You can’t make too many mistakes because reshooting a shot is incredibly difficult. It just takes too much time. According to Knight, “That’s why everyone in this building is so wired up. It’s because everything has to be perfect. It puts tremendous strain on everyone, including the animators. There’s a lot of pressure on the animators because they have to perform every single day at a very high level. But we have the most exceptional animators on the planet. That’s why you see the performances at the level they are in our films.”

Ichioka puts it bluntly. At 87 minutes, the film has “125,280 opportunities to make a mistake.”  

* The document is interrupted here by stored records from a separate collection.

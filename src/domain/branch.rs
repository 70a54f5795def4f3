/// Name of the only branch that receives stable releases.
pub const MAIN_BRANCH: &str = "main";

/// Represents the target branch of a pipeline run
#[derive(Debug, Clone, PartialEq, Eq)]
pub struct BranchContext {
    pub name: String,
    pub is_main: bool,
}

impl BranchContext {
    /// Create a new branch context.
    ///
    /// Only the exact name `main` counts as the release line: no case folding,
    /// no `master` alias.
    pub fn new(name: impl Into<String>) -> Self {
        let name = name.into();
        let is_main = name == MAIN_BRANCH;

        BranchContext { name, is_main }
    }

    /// Check if this branch cuts stable releases
    pub fn is_release_branch(&self) -> bool {
        self.is_main
    }
}
//! Domain logic - pure version rules independent of git operations

pub mod branch;
pub mod prerelease;
pub mod version;

pub use branch::{BranchContext, MAIN_BRANCH};
pub use prerelease::{PreReleaseVersion, PRERELEASE_CHANNEL};
pub use version::{UpgradeKind, Version};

When the studio started on Coraline, animation talent was hard to find. They literally scoured the globe to find 20-25 top stop-motion animators. Now on their third film, Laika has grown a larger artistic community, a combination of international and home-grown talent. Each animator at Laika has things they excel at and things they struggle with. Just like actors, the studio casts their animators. Certain animators are very good at action, so they will be cast on action sequences. Certain animators are great at subtle emotional actions, so they will be put on those parts of the film.  Animators tend to “own” sequences, which helps get them more intimate with their part of the story and how it plays with the whole narrative. As Knight describes, “Some productions put a warm body wherever there’s a spot open. We don’t do it that way. We have animators who own chunks of the film. Because of that, they have really keen understanding of their characters and their sequences.”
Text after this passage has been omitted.